The fourth solo exhibition of Vietnamese artist Nguyen Ngoc Phuong, titled "Heafod", is on view at the Vietnam National Fine Arts Museum in Hanoi until July 31.
The exhibition, titled "Heafod," is on display at the Vietnam National Fine Arts Museum until July 31. Photo courtesy of the museum |
Featuring 19 of Nguyen Ngoc Phuong's most recent works, the exhibition offers a unique interpretation of the human soul, disinterest and/or ontological uncertainty, and existential anguish.
According to professional art critics, "The Heafod" marks the cornerstone of Phuong's novelty in visual art. His paintings combine marks and traces, accidental and active, which later become more emphatic and proactive, like scratches and cuts on the skin.

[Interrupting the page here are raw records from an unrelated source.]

//! Per-event timers and the bookkeeping that lets them be cancelled.
//!
//! Every armed timer is a tokio task racing its sleep against a oneshot
//! receiver. Dropping the matching [`ArmedTimer`] drops the sender, which wins
//! the race unless the sleep already completed. Cancellation is therefore best
//! effort: a callback that already started runs to completion, and the engine
//! guards against that by re-checking the ledger under its lock.

use crate::errors::MaintenanceError;
use std::collections::HashMap;
use std::fmt;
use std::future::Future;
use std::sync::atomic::{AtomicBool, AtomicU64, AtomicUsize, Ordering};
use std::sync::Arc;
use std::time::Duration;
use tokio::sync::{oneshot, Notify};
use tracing::debug;

pub type TimerId = u64;

#[derive(Debug, Clone, Copy, PartialEq, Eq, Hash, PartialOrd, Ord)]
pub enum TimerKey {
    /// Pre-maintenance notice the given number of minutes before start
    Notice { minutes: u32 },
    /// Optional notice 30 seconds before start
    FinalNotice,
    /// Transition into maintenance
    Start,
}

impl fmt::Display for TimerKey {
    fn fmt(&self, f: &mut fmt::Formatter<'_>) -> fmt::Result {
        match self {
            TimerKey::Notice { minutes } => write!(f, "notice-{}m", minutes),
            TimerKey::FinalNotice => write!(f, "notice-30s"),
            TimerKey::Start => write!(f, "start"),
        }
    }
}

/// Handle to a sleeping timer task. Dropping it cancels the timer.
#[derive(Debug)]
pub struct ArmedTimer {
    id: TimerId,
    _cancel: oneshot::Sender<()>,
}

impl ArmedTimer {
    pub fn id(&self) -> TimerId {
        self.id
    }
}

#[derive(Debug)]
struct InFlight {
    count: AtomicUsize,
    idle: Notify,
}

struct InFlightGuard(Arc<InFlight>);

impl InFlightGuard {
    fn enter(in_flight: &Arc<InFlight>) -> Self {
        in_flight.count.fetch_add(1, Ordering::SeqCst);
        Self(in_flight.clone())
    }
}

impl Drop for InFlightGuard {
    fn drop(&mut self) {
        if self.0.count.fetch_sub(1, Ordering::SeqCst) == 1 {
            self.0.idle.notify_waiters();
        }
    }
}

/// Spawns timer tasks and tracks how many callbacks are running.
#[derive(Debug)]
pub struct TimerPool {
    next_id: AtomicU64,
    closed: AtomicBool,
    in_flight: Arc<InFlight>,
}

impl TimerPool {
    pub fn new() -> Self {
        Self {
            next_id: AtomicU64::new(1),
            closed: AtomicBool::new(false),
            in_flight: Arc::new(InFlight {
                count: AtomicUsize::new(0),
                idle: Notify::new(),
            }),
        }
    }

    /// Run `on_fire` after `delay` unless the returned handle is dropped first.
    pub fn schedule<F, Fut>(
        &self,
        delay: Duration,
        on_fire: F,
    ) -> Result<ArmedTimer, MaintenanceError>
    where
        F: FnOnce(TimerId) -> Fut + Send + 'static,
        Fut: Future<Output = ()> + Send + 'static,
    {
        if self.is_closed() {
            return Err(MaintenanceError::ShuttingDown);
        }

        let id = self.next_id.fetch_add(1, Ordering::Relaxed);
        let (cancel_tx, cancel_rx) = oneshot::channel::<()>();
        let in_flight = self.in_flight.clone();

        tokio::spawn(async move {
            tokio::select! {
                _ = tokio::time::sleep(delay) => {
                    let _running = InFlightGuard::enter(&in_flight);
                    on_fire(id).await
                }
                _ = cancel_rx => debug!("Timer {} cancelled before firing", id),
            }
        });

        Ok(ArmedTimer {
            id,
            _cancel: cancel_tx,
        })
    }

    /// Refuse further submissions. Already spawned timers are unaffected.
    pub fn close(&self) {
        self.closed.store(true, Ordering::SeqCst);
    }

    pub fn is_closed(&self) -> bool {
        self.closed.load(Ordering::SeqCst)
    }

    /// Number of callbacks that fired and have not returned yet.
    pub fn in_flight(&self) -> usize {
        self.in_flight.count.load(Ordering::SeqCst)
    }

    /// Wait until no callback is running. Sleeping timers are not waited for.
    pub async fn wait_idle(&self) {
        loop {
            let idle = self.in_flight.idle.notified();
            if self.in_flight() == 0 {
                return;
            }
            idle.await;
        }
    }
}

impl Default for TimerPool {
    fn default() -> Self {
        Self::new()
    }
}

#[derive(Debug, Default)]
struct LedgerEntry {
    announced: bool,
    timers: HashMap<TimerKey, ArmedTimer>,
}

/// Per-event announcement marker and armed timers.
#[derive(Debug, Default)]
pub struct NotificationLedger {
    entries: HashMap<String, LedgerEntry>,
}

impl NotificationLedger {
    pub fn new() -> Self {
        Self::default()
    }

    pub fn is_announced(&self, event_id: &str) -> bool {
        self.entries
            .get(event_id)
            .map(|entry| entry.announced)
            .unwrap_or(false)
    }

    pub fn mark_announced(&mut self, event_id: &str) {
        self.entries.entry(event_id.to_string()).or_default().announced = true;
    }

    /// Store a timer, cancelling whatever was armed under the same key.
    pub fn insert_timer(&mut self, event_id: &str, key: TimerKey, timer: ArmedTimer) {
        self.entries
            .entry(event_id.to_string())
            .or_default()
            .timers
            .insert(key, timer);
    }

    /// Claim a fired timer. Returns false when the handle was cancelled or
    /// replaced since the task was spawned.
    pub fn take_timer(&mut self, event_id: &str, key: TimerKey, timer_id: TimerId) -> bool {
        let Some(entry) = self.entries.get_mut(event_id) else {
            return false;
        };

        match entry.timers.get(&key) {
            Some(timer) if timer.id() == timer_id => {
                entry.timers.remove(&key);
                true
            }
            _ => false,
        }
    }

    /// Cancel every timer of one event, keeping its announcement marker.
    pub fn disarm(&mut self, event_id: &str) -> usize {
        self.entries
            .get_mut(event_id)
            .map(|entry| entry.timers.drain().count())
            .unwrap_or(0)
    }

    /// Forget an event entirely, cancelling its timers.
    pub fn remove(&mut self, event_id: &str) -> bool {
        self.entries.remove(event_id).is_some()
    }

    pub fn disarm_all(&mut self) -> usize {
        self.entries
            .values_mut()
            .map(|entry| entry.timers.drain().count())
            .sum()
    }

    pub fn announced_map(&self) -> HashMap<String, bool> {
        self.entries
            .iter()
            .filter(|(_, entry)| entry.announced)
            .map(|(id, _)| (id.clone(), true))
            .collect()
    }

    pub fn armed_keys(&self, event_id: &str) -> Vec<TimerKey> {
        let mut keys: Vec<TimerKey> = self
            .entries
            .get(event_id)
            .map(|entry| entry.timers.keys().copied().collect())
            .unwrap_or_default();
        keys.sort();
        keys
    }
}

All the works on display are titled "The Heafod", also the exhibition's name. The brushstrokes and internal impulses merge on the ground and surface, creating a strong sense of interaction and catalysis with the viewer. The human silhouettes fade into the backgrounds, the only thing that exists in the paintings are the heads.
"After more than 10 years of making the series "cai dau" (The Heafod) - it is a recreation of the obsession in my mind about humanity," the artist said.
Visitors to the exhibition of painter Pham Ngoc Phuong. Photo: Vietnam National Museum of Fine Arts |
According to artist Yen Nang, looking at some of the series Phuong has made over the past ten years, which represent different periods of his own research to find a new medium from different mentations, contexts and times, it is easy to see that what all the 'heafod' have in common is that they have no senses or clear senses, except for the intense tactile surface.
"They seem to crack, to bulge under internal pressure, as well as being compressed by the weight and tension that threatens to tear them apart," he said.
"His inner expression in The Heafod series can be said to have reached the stage of rage, expressing both the anger within him and the reality of today's society through the facial expressions of his work," Nang added.
Most of the recent works that Phuong presents this time are created on lacquer, synthetic adhesives, gold leaf, silver leaf, hard, medium, and soft rock deposits, soapstone, unconsolidated colluvial soil, soft or loose soil, and other "found materials" on fiberboard. With his strong creative ability and mastery of art media, he configured a new medium that had never existed before, suitable for his artistic idiosyncrasy, with an eponymous medium that could be called 'Nguyễn Ngọc-Phương'.
A corner of the exhibition. Photo courtesy of the museum |
Nguyen Ngoc Phuong was born in Hanoi in 1975. He graduated with a Bachelor of Arts from the Hanoi University of Industrial Fine Arts and then received a Master of Arts from the Vietnam University of Fine Arts. Previously, Nguyen Ngoc Phuong focused on semi-abstract works, then he gradually switched to abstract works.
Nguyen Ngoc Phuong has had solo exhibitions at the Vietnam Fine Arts Museum with the theme "The 49th Day" - Parts 1 and 2 (2018) and "Niem" or Opinion (2021). Many of his works have been exhibited in galleries and museums in Southeast Asia, such as Yogia Gallery (Yogyakarta, Indonesia), Penang State Art Gallery (Penang, Malaysia), and others.